ワクチンの知的財産権をめぐっては、南アフリカとインドがかねて世界貿易機関(WTO)に一時的な停止を求めており、世界で100カ国以上がこれを支持している。米国はこれまでこの案に抵抗していたものの、バイデン米大統領は5日に一転、これを支持する方針を表明。世界保健機関(WHO)もこの動きを歓迎していた。
フォンデアライエン委員長は6日の演説で、世界のワクチン不足解消に向けては「生産の拡大が先決」とした上で、「ほかにも効果的かつ現実的な解決策があれば協議に応じる」とコメント。「米国の提案が目的達成に役立つかどうかを検討する準備がある」と話した。ただ、短期的にはワクチン生産国が直ちに輸出に応じるとともに、供給網の混乱を避けることが重要としている。

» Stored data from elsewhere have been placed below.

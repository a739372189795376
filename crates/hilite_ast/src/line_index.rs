//! Byte offset to line/column conversion.

use crate::{Location, Position, Span};

/// Line start table for one source text.
#[derive(Debug, Clone)]
pub struct LineIndex {
    line_starts: Vec<u32>,
    len: u32,
}

impl LineIndex {
    /// Builds the index for `source`.
    pub fn new(source: &str) -> Self {
        let mut line_starts = vec![0];
        for (i, b) in source.bytes().enumerate() {
            if b == b'\n' {
                line_starts.push(i as u32 + 1);
            }
        }
        Self {
            line_starts,
            len: source.len() as u32,
        }
    }

    /// Number of lines (a trailing newline opens a new, empty line).
    pub fn line_count(&self) -> usize {
        self.line_starts.len()
    }

    /// Converts a byte offset to a position. Offsets past the end clamp to it.
    pub fn position(&self, offset: u32) -> Position {
        let offset = offset.min(self.len);
        let line = match self.line_starts.binary_search(&offset) {
            Ok(line) => line,
            Err(next) => next - 1,
        };
        Position::new(line as u32 + 1, offset - self.line_starts[line])
    }

    /// Converts a span to a location.
    pub fn location(&self, span: Span) -> Location {
        Location::new(self.position(span.start), self.position(span.end))
    }
}
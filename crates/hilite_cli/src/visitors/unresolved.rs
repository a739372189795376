//! Names used without a definition.
//!
//! Definitions are indexed once per pass in `before_pass`: `(def name ...)`
//! binds `name`, `(fn (a b) ...)` binds `a` and `b`. Scoping is file-wide.

use std::collections::HashSet;

use serde::Deserialize;

use hilite_ast::{Element, ElementId, NodeKind};
use hilite_core::{
    HighlightInfo, HighlightVisitor, InfoHolder, SourceFile, ToolId, VisitError,
};

const BUILTINS: [&str; 15] = [
    "def", "fn", "let", "if", "do", "quote", "list", "print", "+", "-", "*", "/", "=", "<", ">",
];

/// Options accepted under `visitors.unresolved`.
#[derive(Debug, Deserialize)]
#[serde(deny_unknown_fields)]
struct UnresolvedOptions {
    #[serde(default)]
    builtins: Vec<String>,
}

/// Reports atoms that reference names never bound in the file.
#[derive(Debug, Clone, Default)]
pub struct UnresolvedVisitor {
    extra_builtins: HashSet<String>,
    bound: HashSet<String>,
    binding_sites: HashSet<ElementId>,
}

impl UnresolvedVisitor {
    fn bind(&mut self, name: Element<'_>, source: &str, infos: &mut Vec<HighlightInfo>) {
        let text = name.text(source);
        self.binding_sites.insert(name.id());
        if !self.bound.insert(text.to_string()) {
            infos.push(HighlightInfo::warning(
                name.span(),
                format!("duplicate definition of '{}'", text),
            ));
        }
    }

    fn is_known(&self, name: &str) -> bool {
        BUILTINS.contains(&name)
            || self.extra_builtins.contains(name)
            || self.bound.contains(name)
            || super::is_number(name)
    }
}

impl HighlightVisitor for UnresolvedVisitor {
    fn id(&self) -> ToolId {
        ToolId::new("unresolved")
    }

    fn suitable_for(&self, file: &SourceFile<'_>) -> bool {
        super::is_bracket_source(file)
    }

    fn configure(&mut self, options: &serde_json::Value) -> Result<(), VisitError> {
        let options: UnresolvedOptions = serde_json::from_value(options.clone())
            .map_err(|e| VisitError::failed(e.to_string()))?;
        self.extra_builtins = options.builtins.into_iter().collect();
        Ok(())
    }

    fn fresh_instance(&self) -> Box<dyn HighlightVisitor> {
        Box::new(Self {
            extra_builtins: self.extra_builtins.clone(),
            ..Self::default()
        })
    }

    fn before_pass(
        &mut self,
        file: &SourceFile<'_>,
        _update_all: bool,
        infos: &mut Vec<HighlightInfo>,
    ) -> Result<(), VisitError> {
        self.bound.clear();
        self.binding_sites.clear();

        for group in file.tree.iter().filter(|e| e.kind() == NodeKind::Group) {
            let mut children = group.children();
            let Some(head) = children.next().filter(|c| c.kind() == NodeKind::Atom) else {
                continue;
            };
            let Some(target) = children.next() else {
                continue;
            };
            match (head.text(file.source), target.kind()) {
                ("def", NodeKind::Atom) => self.bind(target, file.source, infos),
                ("fn", NodeKind::Group) => {
                    for param in target.children().filter(|c| c.kind() == NodeKind::Atom) {
                        self.bind(param, file.source, infos);
                    }
                }
                _ => {}
            }
        }
        Ok(())
    }

    fn visit(
        &mut self,
        file: &SourceFile<'_>,
        element: Element<'_>,
        holder: &mut InfoHolder,
    ) -> Result<(), VisitError> {
        if element.kind() != NodeKind::Atom || self.binding_sites.contains(&element.id()) {
            return Ok(());
        }
        let name = element.text(file.source);
        if !self.is_known(name) {
            holder.add(HighlightInfo::warning(
                element.span(),
                format!("unresolved name '{}'", name),
            ));
        }
        Ok(())
    }

    fn after_pass(
        &mut self,
        _file: &SourceFile<'_>,
        _infos: &mut Vec<HighlightInfo>,
    ) -> Result<bool, VisitError> {
        self.bound.clear();
        self.binding_sites.clear();
        Ok(true)
    }
}
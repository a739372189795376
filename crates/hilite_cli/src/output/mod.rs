//! Output formatting module

mod json;
mod text;

use miette::Result;

use crate::cli::OutputFormat;
use crate::commands::check::FileReport;

pub fn output_results(reports: &[FileReport], format: OutputFormat) -> Result<bool> {
    let has_errors = reports.iter().any(FileReport::has_errors);

    match format {
        OutputFormat::Json => json::output_json(reports)?,
        OutputFormat::Text => text::output_text(reports),
    }

    Ok(has_errors)
}
//! TODO/FIXME markers in comments.

use serde::Deserialize;

use hilite_ast::{Element, NodeKind, Span};
use hilite_core::{
    HighlightInfo, HighlightVisitor, InfoHolder, SourceFile, ToolId, VisitError,
};

const DEFAULT_KEYWORDS: [&str; 2] = ["TODO", "FIXME"];

/// Options accepted under `visitors.todo`.
#[derive(Debug, Deserialize)]
#[serde(deny_unknown_fields)]
struct TodoOptions {
    #[serde(default)]
    keywords: Option<Vec<String>>,
}

/// Reports marker keywords found in comments.
#[derive(Debug, Clone)]
pub struct TodoVisitor {
    keywords: Vec<String>,
}

impl Default for TodoVisitor {
    fn default() -> Self {
        Self {
            keywords: DEFAULT_KEYWORDS.iter().map(|k| k.to_string()).collect(),
        }
    }
}

impl TodoVisitor {
    fn report_markers(&self, comment: &str, offset: u32, holder: &mut InfoHolder) {
        for keyword in &self.keywords {
            for (index, _) in comment.match_indices(keyword.as_str()) {
                let end = index + keyword.len();
                let standalone = !comment[..index].ends_with(is_word_char)
                    && !comment[end..].starts_with(is_word_char);
                if !standalone {
                    continue;
                }

                let note = comment[end..].trim_start_matches(':').trim();
                let message = if note.is_empty() {
                    keyword.clone()
                } else {
                    format!("{}: {}", keyword, note)
                };
                let span = Span::new(offset + index as u32, offset + end as u32);
                holder.add(HighlightInfo::warning(span, message));
            }
        }
    }
}

fn is_word_char(c: char) -> bool {
    c.is_alphanumeric() || c == '_'
}

impl HighlightVisitor for TodoVisitor {
    fn id(&self) -> ToolId {
        ToolId::new("todo")
    }

    fn suitable_for(&self, file: &SourceFile<'_>) -> bool {
        super::is_bracket_source(file)
    }

    fn is_dumb_aware(&self) -> bool {
        true
    }

    fn configure(&mut self, options: &serde_json::Value) -> Result<(), VisitError> {
        let options: TodoOptions = serde_json::from_value(options.clone())
            .map_err(|e| VisitError::failed(e.to_string()))?;
        if let Some(keywords) = options.keywords {
            if keywords.iter().any(|k| k.trim().is_empty()) {
                return Err(VisitError::failed("keywords must not be empty"));
            }
            self.keywords = keywords;
        }
        Ok(())
    }

    fn fresh_instance(&self) -> Box<dyn HighlightVisitor> {
        Box::new(self.clone())
    }

    fn visit(
        &mut self,
        file: &SourceFile<'_>,
        element: Element<'_>,
        holder: &mut InfoHolder,
    ) -> Result<(), VisitError> {
        if element.kind() == NodeKind::Comment {
            self.report_markers(element.text(file.source), element.span().start, holder);
        }
        Ok(())
    }
}

#[cfg(test)]
mod tests {
    use super::*;
    use crate::visitors::testing::{highlight, highlight_with, messages};
    use hilite_core::{RunnerConfig, Severity, VisitorOption};
    use pretty_assertions::assert_eq;

    #[test]
    fn test_reports_markers_in_comments() {
        let source = "(a) ; TODO: split this\n(b) ; FIXME\n; TODOS are fine\n(TODO)";
        let infos = highlight(Box::new(TodoVisitor::default()), source);

        assert_eq!(messages(&infos), vec!["TODO: split this", "FIXME"]);
        assert!(infos.iter().all(|i| i.severity == Severity::Warning));
        assert_eq!(infos[0].span.slice(source), "TODO");
    }

    #[test]
    fn test_configured_keywords() {
        let mut config = RunnerConfig::new();
        config.visitors.insert(
            "todo".to_string(),
            VisitorOption::Options(serde_json::json!({ "keywords": ["HACK"] })),
        );
        let infos = highlight_with(
            config,
            Box::new(TodoVisitor::default()),
            "; TODO later\n; HACK around it",
        );
        assert_eq!(messages(&infos), vec!["HACK: around it"]);
    }

    #[test]
    fn test_rejects_bad_options() {
        let mut visitor = TodoVisitor::default();
        assert!(visitor.configure(&serde_json::json!({ "keywords": [""] })).is_err());
        assert!(visitor.configure(&serde_json::json!({ "words": [] })).is_err());
        assert!(visitor.configure(&serde_json::json!({})).is_ok());
        assert_eq!(visitor.keywords, vec!["TODO", "FIXME"]);
    }
}
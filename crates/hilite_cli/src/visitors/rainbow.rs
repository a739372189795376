//! Rainbow identifier coloring.

use hilite_ast::{Element, NodeKind};
use hilite_core::{
    HighlightInfo, HighlightVisitor, InfoHolder, SourceFile, ToolId, VisitError,
};

/// Number of distinct colors handed out.
const PALETTE_SIZE: u32 = 6;

/// Gives every identifier a stable color derived from its name.
#[derive(Debug, Clone, Copy, Default)]
pub struct RainbowVisitor;

/// FNV-1a, so colors stay the same across runs and platforms.
fn color_of(name: &str) -> u32 {
    let hash = name.bytes().fold(0x811c_9dc5_u32, |hash, b| {
        (hash ^ u32::from(b)).wrapping_mul(0x0100_0193)
    });
    hash % PALETTE_SIZE
}

impl HighlightVisitor for RainbowVisitor {
    fn id(&self) -> ToolId {
        ToolId::new("rainbow")
    }

    fn suitable_for(&self, file: &SourceFile<'_>) -> bool {
        super::is_bracket_source(file)
    }

    fn is_dumb_aware(&self) -> bool {
        true
    }

    fn is_rainbow(&self) -> bool {
        true
    }

    fn fresh_instance(&self) -> Box<dyn HighlightVisitor> {
        Box::new(*self)
    }

    fn visit(
        &mut self,
        file: &SourceFile<'_>,
        element: Element<'_>,
        holder: &mut InfoHolder,
    ) -> Result<(), VisitError> {
        if element.kind() != NodeKind::Atom {
            return Ok(());
        }
        let name = element.text(file.source);
        if super::is_number(name) {
            return Ok(());
        }
        holder.add(HighlightInfo::info(
            element.span(),
            format!("color {}", color_of(name)),
        ));
        Ok(())
    }
}
//! # hilite_core
//!
//! Concurrent highlighting engine for hilite.
//!
//! This crate provides:
//! - The [`HighlightVisitor`] trait implemented by diagnostic producers
//! - The [`VisitorPool`] that selects and instantiates visitors for a pass
//! - [`run_visitors`], which walks one syntax tree with every visitor in
//!   parallel and streams per-element results to a [`ResultSink`]
//! - The [`Highlighter`] orchestrator tying the pieces together
//!
//! ## Example
//!
//! ```rust,ignore
//! use hilite_core::{CollectingSink, Highlighter, HostState, PassRequest, ProgressIndicator, RunnerConfig, SourceFile};
//!
//! let highlighter = Highlighter::new(RunnerConfig::default(), visitors)?;
//! let file = SourceFile::new(&tree, source);
//! let sink = CollectingSink::new();
//! let outcome = highlighter.highlight(
//!     file,
//!     &HostState::default(),
//!     &PassRequest::whole_file(&tree),
//!     &ProgressIndicator::new(),
//!     &sink,
//! )?;
//! println!("{} diagnostics", sink.infos().len());
//! ```

mod config;
mod diagnostic;
mod error;
mod highlighter;
mod holder;
pub mod pool;
mod progress;
pub mod runner;
mod sink;
mod visitor;

pub use config::{RunnerConfig, VisitorOption};
pub use diagnostic::{HighlightInfo, Severity, ToolId};
pub use error::RunnerError;
pub use highlighter::{Highlighter, PassOutcome, PassRequest};
pub use holder::InfoHolder;
pub use pool::{InFlightPasses, PassTicket, PooledVisitors, VisitorPool};
pub use progress::ProgressIndicator;
pub use runner::{RunRequest, run_visitors};
pub use sink::{CollectingSink, ResultSink, SinkEvent, SinkTarget};
pub use visitor::{HighlightVisitor, HostState, SourceFile, VisitError};

#[cfg(test)]
pub mod test_utils;
//! Parse error types.

use thiserror::Error;

/// Errors that can occur during parsing.
#[derive(Debug, Error)]
pub enum ParseError {
    /// The source text is invalid.
    #[error("Invalid source: {message}")]
    InvalidSource {
        /// Error message.
        message: String,
        /// Byte offset where the error occurred.
        offset: Option<usize>,
    },
}

impl ParseError {
    /// Creates a new invalid source error.
    pub fn invalid_source(message: impl Into<String>) -> Self {
        Self::InvalidSource {
            message: message.into(),
            offset: None,
        }
    }

    /// Creates a new invalid source error with offset.
    pub fn invalid_source_at(message: impl Into<String>, offset: usize) -> Self {
        Self::InvalidSource {
            message: message.into(),
            offset: Some(offset),
        }
    }
}
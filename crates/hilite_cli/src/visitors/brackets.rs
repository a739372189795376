//! Unbalanced bracket detection.

use hilite_ast::{Element, NodeData, NodeKind, Span};
use hilite_core::{
    HighlightInfo, HighlightVisitor, InfoHolder, SourceFile, ToolId, VisitError,
};

/// Reports unclosed groups, stray closers and unterminated strings.
#[derive(Debug, Clone, Copy, Default)]
pub struct BracketsVisitor;

impl HighlightVisitor for BracketsVisitor {
    fn id(&self) -> ToolId {
        ToolId::new("brackets")
    }

    fn suitable_for(&self, file: &SourceFile<'_>) -> bool {
        super::is_bracket_source(file)
    }

    fn is_dumb_aware(&self) -> bool {
        true
    }

    fn fresh_instance(&self) -> Box<dyn HighlightVisitor> {
        Box::new(*self)
    }

    fn visit(
        &mut self,
        file: &SourceFile<'_>,
        element: Element<'_>,
        holder: &mut InfoHolder,
    ) -> Result<(), VisitError> {
        match (element.kind(), element.data()) {
            (NodeKind::Group, NodeData::Group { open, closed: false }) => {
                let start = element.span().start;
                holder.add(HighlightInfo::error(
                    Span::new(start, start + open.len_utf8() as u32),
                    format!("unclosed '{}'", open),
                ));
            }
            (NodeKind::Error, _) => {
                let text = element.text(file.source);
                let message = if text.starts_with('"') {
                    "unterminated string".to_string()
                } else {
                    format!("unexpected '{}'", text)
                };
                holder.add(HighlightInfo::error(element.span(), message));
            }
            _ => {}
        }
        Ok(())
    }
}
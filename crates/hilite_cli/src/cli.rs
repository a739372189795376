//! CLI argument definitions

use std::path::PathBuf;

use clap::{Parser, Subcommand, ValueEnum};
use hilite_ast::Span;

/// hilite - Parallel multi-visitor highlighter
#[derive(Parser)]
#[command(name = "hilite")]
#[command(author, version, about, long_about = None)]
pub struct Cli {
    #[command(subcommand)]
    pub command: Commands,

    /// Configuration file path
    #[arg(short, long, global = true)]
    pub config: Option<PathBuf>,

    /// Enable verbose output
    #[arg(short, long, global = true)]
    pub verbose: bool,
}

#[derive(Subcommand)]
pub enum Commands {
    /// Highlight files and report diagnostics
    Check {
        /// Files to check
        #[arg(required = true)]
        files: Vec<PathBuf>,

        /// Output format
        #[arg(short, long, value_enum, default_value_t = OutputFormat::Text)]
        format: OutputFormat,

        /// Simulate unavailable indices (only dumb-aware visitors run)
        #[arg(long)]
        dumb: bool,

        /// Keep visiting parents of elements with errors
        #[arg(long)]
        force_parents: bool,

        /// Only report diagnostics inside this byte range (START..END)
        #[arg(long, value_parser = parse_range)]
        range: Option<Span>,

        /// Number of worker threads (0 = all CPUs)
        #[arg(long)]
        threads: Option<usize>,
    },

    /// Print the syntax tree of a file
    Tree {
        /// File to parse
        file: PathBuf,

        /// Print the tree as JSON
        #[arg(long)]
        json: bool,
    },

    /// Initialize configuration
    Init {
        /// Force overwrite existing config
        #[arg(long)]
        force: bool,
    },
}

#[derive(Debug, Clone, Copy, PartialEq, Eq, ValueEnum)]
pub enum OutputFormat {
    Text,
    Json,
}

/// Parses `START..END` into a span.
pub fn parse_range(s: &str) -> Result<Span, String> {
    let (start, end) = s
        .split_once("..")
        .ok_or_else(|| format!("expected START..END, got '{}'", s))?;
    let start: u32 = start
        .trim()
        .parse()
        .map_err(|e| format!("invalid range start '{}': {}", start, e))?;
    let end: u32 = end
        .trim()
        .parse()
        .map_err(|e| format!("invalid range end '{}': {}", end, e))?;
    if start > end {
        return Err(format!("range start {} is after end {}", start, end));
    }
    Ok(Span::new(start, end))
}
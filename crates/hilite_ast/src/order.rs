//! Element ordering for highlighting passes.
//!
//! A pass walks elements bottom-up (children before their parents) so that
//! an error found in a child is known before the parent is reached. The
//! elements are split in two blocks: those intersecting the priority
//! (visible) range come first, everything else after.

use crate::{Element, ElementId, Span, SyntaxTree};

/// Ranges of an element sequence, one packed `u64` per element.
///
/// Each entry stores `start << 32 | end`, so the table is a single flat
/// allocation parallel to the element list.
#[derive(Debug, Clone, Default, PartialEq, Eq)]
pub struct RangeTable {
    ranges: Vec<u64>,
}

impl RangeTable {
    pub fn new() -> Self {
        Self::default()
    }

    /// Packs a span into its table representation.
    #[inline]
    pub const fn encode(span: Span) -> u64 {
        ((span.start as u64) << 32) | span.end as u64
    }

    /// Unpacks a table entry.
    #[inline]
    pub const fn decode(packed: u64) -> Span {
        Span::new((packed >> 32) as u32, packed as u32)
    }

    #[inline]
    pub fn push(&mut self, span: Span) {
        self.ranges.push(Self::encode(span));
    }

    /// Returns the span stored at `index`.
    #[inline]
    pub fn get(&self, index: usize) -> Option<Span> {
        self.ranges.get(index).map(|&packed| Self::decode(packed))
    }

    #[inline]
    pub fn len(&self) -> usize {
        self.ranges.len()
    }

    #[inline]
    pub fn is_empty(&self) -> bool {
        self.ranges.is_empty()
    }

    pub fn iter(&self) -> impl Iterator<Item = Span> + '_ {
        self.ranges.iter().map(|&packed| Self::decode(packed))
    }
}

/// Elements in visiting order together with their ranges.
#[derive(Debug, Clone, Default, PartialEq, Eq)]
pub struct ElementSequence {
    pub elements: Vec<ElementId>,
    pub ranges: RangeTable,
}

impl ElementSequence {
    pub fn new() -> Self {
        Self::default()
    }

    /// Appends an element and its current span.
    pub fn push(&mut self, element: Element<'_>) {
        self.elements.push(element.id());
        self.ranges.push(element.span());
    }

    #[inline]
    pub fn len(&self) -> usize {
        self.elements.len()
    }

    #[inline]
    pub fn is_empty(&self) -> bool {
        self.elements.is_empty()
    }
}

/// The two element blocks of a pass.
#[derive(Debug, Clone, Default, PartialEq, Eq)]
pub struct Divided {
    /// Elements intersecting the priority range.
    pub visible: ElementSequence,
    /// All remaining elements.
    pub invisible: ElementSequence,
}

impl Divided {
    /// Total number of elements across both blocks.
    pub fn len(&self) -> usize {
        self.visible.len() + self.invisible.len()
    }

    pub fn is_empty(&self) -> bool {
        self.visible.is_empty() && self.invisible.is_empty()
    }
}

/// Returns every element of the tree in post-order (children first, root
/// last).
pub fn post_order(tree: &SyntaxTree) -> Vec<ElementId> {
    let mut out = Vec::with_capacity(tree.len());
    // (element, children already pushed)
    let mut stack = vec![(tree.root(), false)];
    while let Some((element, expanded)) = stack.pop() {
        if expanded || !element.has_children() {
            out.push(element.id());
            continue;
        }
        stack.push((element, true));
        for child in element.children().rev() {
            stack.push((child, false));
        }
    }
    out
}

/// Splits the tree into visible and invisible blocks around `priority`.
///
/// Both blocks keep post-order. An element belongs to the visible block when
/// its span intersects (or touches) the priority range, so every ancestor of
/// a visible element is visible too.
pub fn divide(tree: &SyntaxTree, priority: Span) -> Divided {
    let mut divided = Divided::default();
    for id in post_order(tree) {
        let element = tree.get(id);
        if element.span().intersects(&priority) {
            divided.visible.push(element);
        } else {
            divided.invisible.push(element);
        }
    }
    divided
}
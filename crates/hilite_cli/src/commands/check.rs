//! Check command implementation

use std::fs;
use std::path::{Path, PathBuf};
use std::time::Duration;

use miette::{IntoDiagnostic, Result};
use rayon::prelude::*;
use thiserror::Error;
use tracing::{debug, info, warn};

use hilite_ast::{LineIndex, Span};
use hilite_core::{
    CollectingSink, HighlightInfo, Highlighter, HostState, PassRequest, ProgressIndicator,
    RunnerConfig, RunnerError, SourceFile, ToolId,
};
use hilite_parser::{BracketParser, ParseError, Parser};

use crate::cli::{Cli, OutputFormat};
use crate::output::output_results;
use crate::visitors;

/// Flags of the `check` subcommand.
#[derive(Debug, Clone, Copy)]
pub struct CheckOptions {
    pub format: OutputFormat,
    pub dumb: bool,
    pub force_parents: bool,
    pub range: Option<Span>,
    pub threads: Option<usize>,
}

/// Errors that prevent a single file from being checked.
#[derive(Debug, Error)]
pub enum CheckError {
    #[error("Failed to read file: {0}")]
    Io(#[from] std::io::Error),

    #[error("Parse error: {0}")]
    Parse(#[from] ParseError),

    #[error(transparent)]
    Runner(#[from] RunnerError),
}

/// Diagnostics of one checked file.
#[derive(Debug)]
pub struct FileReport {
    pub path: PathBuf,
    pub diagnostics: Vec<HighlightInfo>,
    pub lines: LineIndex,
    /// False when a visitor reported an incomplete pass.
    pub complete: bool,
    pub visitors: Vec<ToolId>,
    pub elapsed: Duration,
}

impl FileReport {
    pub fn has_errors(&self) -> bool {
        self.diagnostics.iter().any(HighlightInfo::is_error)
    }
}

pub fn run_check(cli: &Cli, files: &[PathBuf], options: CheckOptions) -> Result<bool> {
    let mut config = if let Some(ref path) = cli.config {
        RunnerConfig::from_file(path).into_diagnostic()?
    } else {
        find_config()?
    };

    if options.force_parents {
        config.force_highlight_parents = true;
    }
    if let Some(threads) = options.threads {
        config.threads = threads;
    }

    let highlighter = Highlighter::new(config, visitors::builtin()).into_diagnostic()?;
    let host = HostState {
        dumb_mode: options.dumb,
    };
    let parser = BracketParser::new();

    let results: Vec<(&PathBuf, Result<Option<FileReport>, CheckError>)> = files
        .par_iter()
        .map(|path| {
            let result = check_file(&highlighter, &parser, path, &host, options.range);
            (path, result)
        })
        .collect();

    let mut reports = Vec::new();
    let mut failures = Vec::new();
    for (path, result) in results {
        match result {
            Ok(Some(report)) => reports.push(report),
            Ok(None) => {}
            Err(e) => failures.push((path, e)),
        }
    }

    if !failures.is_empty() {
        eprintln!("\n{} file(s) failed to check:", failures.len());
        for (path, error) in &failures {
            eprintln!("  {}: {}", path.display(), error);
        }
    }

    let has_errors = output_results(&reports, options.format)?;

    Ok(has_errors || !failures.is_empty())
}

/// Parses and highlights one file. Returns `Ok(None)` for files no parser
/// handles.
fn check_file(
    highlighter: &Highlighter,
    parser: &BracketParser,
    path: &Path,
    host: &HostState,
    range: Option<Span>,
) -> Result<Option<FileReport>, CheckError> {
    let extension = path.extension().and_then(|e| e.to_str()).unwrap_or("");
    if !parser.can_parse(extension) {
        warn!("Skipping {}: no parser for this file type", path.display());
        return Ok(None);
    }

    let source = fs::read_to_string(path)?;
    let tree = parser.parse(&source)?;
    let file = SourceFile::new(&tree, &source)
        .with_path(path)
        .with_language(parser.name());
    let pass = match range {
        Some(range) => PassRequest::new(range, range),
        None => PassRequest::whole_file(&tree),
    };

    let sink = CollectingSink::new();
    let outcome =
        highlighter.highlight(file, host, &pass, &ProgressIndicator::new(), &sink)?;
    if !outcome.success {
        info!("{}: some visitors did not complete their pass", path.display());
    }
    debug!(
        "Checked {} ({} elements) in {:?}",
        path.display(),
        outcome.elements,
        outcome.elapsed
    );

    Ok(Some(FileReport {
        path: path.to_path_buf(),
        diagnostics: sink.infos(),
        lines: LineIndex::new(&source),
        complete: outcome.success,
        visitors: outcome.visitors,
        elapsed: outcome.elapsed,
    }))
}

pub fn find_config() -> Result<RunnerConfig> {
    if let Some(path) = RunnerConfig::discover(".") {
        info!("Using config: {}", path.display());
        return RunnerConfig::from_file(&path).into_diagnostic();
    }

    debug!("No config file found, using defaults");
    Ok(RunnerConfig::new())
}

ユーロニュースによると、マクロン仏大統領は「知的財産権の放棄を全面的に支持する」とした上で、アフリカ諸国などのメーカーはワクチンの生産体制が整っていないため、富裕国による寄付を優先させるべきとしている。一方、ドイツのメルケル首相は「知的財産権の保護は技術革新の源」としてこの案に反対している。
米医薬品業界団体は「ワクチンの接種地点への配送や原材料の不足といった現実的な問題は解決されない」としてこの案に強く反対している。
ワクチンの知的所有権には、特許や著作権、意匠権、企業秘密などが含まれ、WTOのルールで世界的に保護されている。南アやインドなどは、このルールの適用を一時停止することを求めている。ロイター通信によると、バイデン大統領がこれを支持したことを受け、米製薬大手ファイザーと共に新型コロナウイルスワクチンを開発したドイツのバイオ医薬品会社ビオンテックの株価は一時、15%急落した。